WinFS Schematization

By Peter Galli  |  Posted 2003-10-28 Print this article Print

The "schematization" in WinFS would allow users to store a Word document in XML on the disk in a standardized format, making it far easier for developers to build applications that can then take the information about the documents metadata and correlate it with other bits of metadata to make search applications and browsing of data on the disk far easier, Montgomery said. Petersen said Microsoft would also provide some standard schemas in the system for people, places, time, media and documents so that there was a good base for developers to build on. All of these would be extensible, so a developer could add any additional properties to the schemas that they wanted or needed for their application.
"It will also be possible to plug in custom schemas, so this is something we are going to leverage throughout the user interface, but it is also something ISVs can extend in a way that is exposable to other ISVs," Petersen said.
With WinFS, Microsoft was moving to a new, core database engine. Yukon, the upcoming next version of SQL Server, and WinFS, would both build on top of this new core engine, the first stage of which would be provided in Yukon and then delivered in a more substantial way in Longhorn, he said. Making the operating system as secure as possible was first and foremost at Microsoft, which was talking about the secure execution environment. This was essentially a sandbox of applications, giving developers the ability to author an application, place it on a Website and then do the appropriate security checks. "So, you have all the rich interactivity of a client-based application and a lot of the performance and offline capabilities. But you [also] get the security and simplicity of a Web-based application. You just have to click on it and they know its safe to run," Petersen said. Asked why Microsoft had given developers access to the alpha code at such an early stage, Petersen responded that whenever big new additions were introduced to the platform, Microsoft wanted early feedback from developers at a time when it still had an opportunity to make changes based on that feedback. "We wanted to give them a feel for the new APIs and the new programming model and we wanted to get the message out that they need to move to managed code today in their applications as that is the first step they need to make for WinFX. "They should also start to write Web services as these are things they can do today with their applications and not have to wait for Longhorn. But they are the foundation of a lot of what were doing in the Longhorn timeframe," Petersen concluded.

Peter Galli has been a financial/technology reporter for 12 years at leading publications in South Africa, the UK and the US. He has been Investment Editor of South Africa's Business Day Newspaper, the sister publication of the Financial Times of London.

He was also Group Financial Communications Manager for First National Bank, the second largest banking group in South Africa before moving on to become Executive News Editor of Business Report, the largest daily financial newspaper in South Africa, owned by the global Independent Newspapers group.

He was responsible for a national reporting team of 20 based in four bureaus. He also edited and contributed to its weekly technology page, and launched a financial and technology radio service supplying daily news bulletins to the national broadcaster, the South African Broadcasting Corporation, which were then distributed to some 50 radio stations across the country.

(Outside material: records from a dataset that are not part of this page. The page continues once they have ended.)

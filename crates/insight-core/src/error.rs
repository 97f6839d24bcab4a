use std::path::PathBuf;
use thiserror::Error;

/// All errors produced by the insights pipeline.
#[derive(Error, Debug)]
pub enum InsightError {
    /// A configured batch source file is missing or unreadable. Voids the
    /// entire extraction pass for its flavor (fail-closed).
    #[error("Batch source not found: {path}")]
    SourceNotFound {
        path: PathBuf,
        #[source]
        source: std::io::Error,
    },

    /// A file could not be read from disk.
    #[error("Failed to read file {path}: {source}")]
    FileRead {
        path: PathBuf,
        #[source]
        source: std::io::Error,
    },

    /// A batch document could not be parsed as JSON.
    #[error("Failed to parse JSON: {0}")]
    JsonParse(#[from] serde_json::Error),

    /// A date string did not match the `DD/MM/YYYY` batch format.
    ///
    /// Non-fatal: extraction coerces bad dates to `None` and continues;
    /// this variant exists for diagnostics at the edges.
    #[error("Invalid date format: {0}")]
    DateParse(String),

    /// An aggregation was requested on zero records. Distinct from a zero
    /// count: there is no valid "top" of nothing.
    #[error("Aggregation on empty input: {0}")]
    EmptyInput(String),

    /// A configuration value is missing or invalid.
    #[error("Configuration error: {0}")]
    Config(String),

    /// Pass-through for any raw I/O error that does not carry a path.
    #[error(transparent)]
    Io(#[from] std::io::Error),

    /// Catch-all for errors from third-party crates via `anyhow`.
    #[error(transparent)]
    Other(#[from] anyhow::Error),
}

/// Convenience alias used throughout the insight crates.
pub type Result<T> = std::result::Result<T, InsightError>;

He was then transferred to San Francisco as Business Report's U.S. Correspondent to cover Silicon Valley, trade and finance between the US, Europe and emerging markets like South Africa. After serving that role for more than two years, he joined eWeek as a Senior Editor, covering software platforms in August 2000.

He has comprehensively covered Microsoft and its Windows and .Net platforms, as well as the many legal challenges it has faced. He has also focused on Sun Microsystems and its Solaris operating environment, Java and Unix offerings. He covers developments in the open source community, particularly around the Linux kernel and the effects it will have on the enterprise.

He has written extensively about new products for the Linux and Unix platforms, the development of open standards and critically looked at the potential Linux has to offer an alternative operating system and platform to Windows, .Net and Unix-based solutions like Solaris.

His interviews with senior industry executives include Microsoft CEO Steve Ballmer, Linus Torvalds, the original developer of the Linux operating system, Sun CEO Scot McNealy, and Bill Zeitler, a senior vice president at IBM.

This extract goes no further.